I’m trying to store messages in a buffer when my device loses its connection to the cloud server. Then when it becomes connected again output the stored messages to the terminal widget. My question is… When I call Blynk.connected() is there a short period where this function call will report that it’s still connected (as the device figures out that it’s lost connection) or is it instantaneous?
Generally Blynk commands are instantaneous (within network/internet lag constraints).
Connection status may be dependent on heartbeat settings.
What are your testing methodologies and results?
Gunner,
I’m just starting to troubleshoot. I basically check connection. Then immediately either write to terminal or save to a buffer depending on the connection status. I seem to be missing messages right when the device disconnects. I began to suspect (as you suggested) that it might be tied to heartbeat and therefore have a short delay before returning false. In which case my program would wrongly attempt to write to terminal instead of the buffer. I plan to investigate further with some statiegically placed serial prints.

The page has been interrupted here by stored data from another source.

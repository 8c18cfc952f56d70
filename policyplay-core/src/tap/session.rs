use super::ball::{Ball, deal_balls};
use super::{Timer, TimerKind};
use crate::error::{ApiError, Recovery};
use crate::level::{Level, LevelConfig};
use crate::models::{FinishTapRequest, TapQuestion, TapResults, TapSubmission, TapSubmitResponse};
use rand::SeedableRng;
use rand_chacha::ChaCha8Rng;
use std::collections::BTreeSet;

/// Wait after every ball landed before the same question is dealt again.
pub const RESPAWN_DELAY_MS: u64 = 1_000;
/// Explosion time before the field is emptied after a tap.
pub const CLEAR_BALLS_DELAY_MS: u64 = 300;
/// How long the outcome stays on screen once the backend has scored it.
pub const FEEDBACK_HOLD_MS: u64 = 2_000;
pub const ADVANCE_DELAY_MS: u64 = 300;
pub const COUNTDOWN_TICK_MS: u64 = 1_000;
pub const EXPIRY_GRACE_MS: u64 = 100;
pub const NAVIGATE_DELAY_MS: u64 = 500;

#[derive(Debug, Clone, Copy, PartialEq, Eq)]
pub enum QuestionPhase {
    Idle,
    Spawning,
    AwaitingAnswer,
    Answered,
    Missed,
    /// Every ball landed untouched; the same question is dealt again shortly.
    Regenerating,
    Transition,
    /// A submission failed; nothing moves until it is retried.
    Halted,
    Finished,
}

impl QuestionPhase {
    const fn accepts_input(self) -> bool {
        matches!(self, Self::Spawning | Self::AwaitingAnswer)
    }
}

#[derive(Debug, Clone, Copy, Default, PartialEq, Eq)]
pub struct Tally {
    pub correct: u32,
    pub wrong: u32,
    pub missed: u32,
}

#[derive(Debug, Clone, Copy, PartialEq, Eq)]
pub struct Explosion {
    pub ball_id: usize,
    pub correct: bool,
}

/// Side effects requested by the session. Hosts run them in order.
#[derive(Debug, Clone, PartialEq)]
pub enum TapEffect {
    Schedule { timer: Timer, delay_ms: u64 },
    Submit(TapSubmission),
    Finalize(FinishTapRequest),
    StoreResults(TapResults),
    NavigateToResults { attempt_id: String },
    Alert(String),
}

#[derive(Debug, Clone)]
pub struct TapSession {
    attempt_id: String,
    level: Level,
    config: LevelConfig,
    questions: Vec<TapQuestion>,
    index: usize,
    phase: QuestionPhase,
    balls: Vec<Ball>,
    epoch: u64,
    rng: ChaCha8Rng,
    countdown: Option<u32>,
    timer_expired: bool,
    submitting: BTreeSet<usize>,
    pending: Option<TapSubmission>,
    score: i32,
    tally: Tally,
    started_at_ms: u64,
    rounds: u32,
    explosion: Option<Explosion>,
    confetti: bool,
    feedback: Option<TapSubmitResponse>,
    alert: Option<String>,
    finalize_requested: bool,
    elapsed_secs: u64,
    results: Option<TapResults>,
    navigated: bool,
}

But I’m also thinking maybe I should just save everything to the array buffer of say the last 25 messages (FIFO) and do a terminal.clear() and terminal.write() from the buffer array every successful reconnect and every time I get a new message. Or maybe 25 writes to terminal all at once would flood the server?
I wish there was some way to know if the terminal.write() was succcessful or not.
Short of seeing it on the terminal…
I prefer to use a direct Blynk.virtualWrite(vPin, "my string data");
to the terminal as that seems to work more reliably and no need for flush.
Very funny I was thinking more along the lines of getting a true/false returned from the terminal.write() command based on success. But I suspect the actual writing to the server happens in Blynk.run().
There is no send receipt feedback to the device for any virtual commands that I am aware of.